The constitution contains some of the most extensive socio-economic rights anywhere in the world. But inequalities have been extraordinarily durable.
Now the constitution itself is increasingly under attack. This shouldn’t be surprising given that many state institutions, especially at the local level, aren’t effective and, therefore, cannot realise the rights set out in the constitution.
Democratic South Africa’s challenge remains how to find a way to remake institutions so that they’re capable of ensuring the rights guaranteed by the constitution are realised.
In this it has lessons to learn from Brazil, which has similar constitutional guarantees. Despite recent political challenges, Brazil has managed to decentralise important parts of administering redistributive programmes. This has led to more capable institutions, especially at the municipal level.
Since 1988 when a new constitution came into force, Brazilian cities have used large federal government revenue transfers for redistributive ends such as health, education and housing.
On top of this, Brazilian cities have a long history of participatory councils, from city wide budgeting to specific policy sectors such as housing and health. In large cities like Sao Paulo, many of the social movements for housing, which helped drive the campaign for democracy in the 1980s, have remained important political and social movements.
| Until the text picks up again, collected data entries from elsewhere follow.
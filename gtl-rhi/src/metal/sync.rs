//! Shared events as timeline semaphores, and queue submission.

use objc2_metal as mtl;
use objc2_metal::{MTL4CommandQueue, MTLDevice, MTLSharedEvent};

use super::{resolve, Context, SemaphoreRecord};
use crate::error::{fatal, recoverable, GpuError, GpuResult};
use crate::{CommandBuffer, Semaphore, SignalSemaphoreInfo, WaitSemaphoreInfo};

impl Context {
    pub fn create_semaphore(&mut self, initial_value: u64) -> GpuResult<Semaphore> {
        let Some(event) = (unsafe { self.device.device.newSharedEvent() }) else {
            recoverable!(
                GpuError::CreationFailed("semaphore"),
                "failed to create shared event"
            );
        };
        unsafe { event.setSignaledValue(initial_value) };

        let handle = self.semaphores.allocate();
        self.semaphores.insert(handle, SemaphoreRecord { event });

        Ok(Semaphore(handle))
    }

    pub fn destroy_semaphore(&mut self, semaphore: Semaphore) {
        if self.semaphores.free(semaphore.0).is_none() {
            fatal!("invalid handle!");
        }
    }

    /// Conjunctive wait; a timeout leaves device work running.
    pub fn wait_semaphores(
        &self,
        semaphore_infos: &[WaitSemaphoreInfo],
        timeout_ns: u64,
    ) -> GpuResult<()> {
        let timeout_ms = timeout_ns / 1_000_000;

        for info in semaphore_infos {
            let record = resolve!(self, semaphores, info.semaphore);
            let signaled = unsafe {
                record.event.waitUntilSignaledValue_timeoutMS(info.value, timeout_ms)
            };
            if !signaled {
                return Err(GpuError::Timeout);
            }
        }

        Ok(())
    }

    /// Queue-level waits, one commit, then queue-level signals.
    pub fn submit_command_buffer(
        &mut self,
        command_buffer: CommandBuffer,
        signal_semaphore_infos: &[SignalSemaphoreInfo],
        wait_semaphore_infos: &[WaitSemaphoreInfo],
    ) {
        let queue = self.device.command_queue.clone();

        for info in wait_semaphore_infos {
            let record = resolve!(self, semaphores, info.semaphore);
            unsafe { queue.waitForEvent_value(&record.event, info.value) };
        }

        {
            let record = resolve!(self, command_buffers, command_buffer);
            let mut buffers = [core::ptr::NonNull::from(&*record.command_buffer)];
            let ptr = unsafe { core::ptr::NonNull::new_unchecked(buffers.as_mut_ptr()) };
            unsafe { queue.commit_count(ptr, 1) };
        }

        for info in signal_semaphore_infos {
            let record = resolve!(self, semaphores, info.semaphore);
            unsafe { queue.signalEvent_value(&record.event, info.value) };
        }
    }
}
They’ve helped reconstruct Brazil’s local state institutions, which were previously a global example of weak and clientelistic politics.
Cities like Sao Paulo now have institutions that are able to make big gains for poor people in sectors such as transport, housing and sanitation.
This suggests important lessons for how to address South Africa’s democratic crisis.
A positive sum, redistributive agenda is the central promise of the South Africa’s Constitution. This is also a requirement for the success of any dialogue between all sectors of South African society as proposed by the authors of Betrayal of the Promise.
A debate over policy is going to be extraordinarily difficult while the country’s institutions continue to lose legitimacy. This means that a focus on the capture of state institutions will need to go hand-in-hand with a focus on how they can be refashioned to be more responsive to society.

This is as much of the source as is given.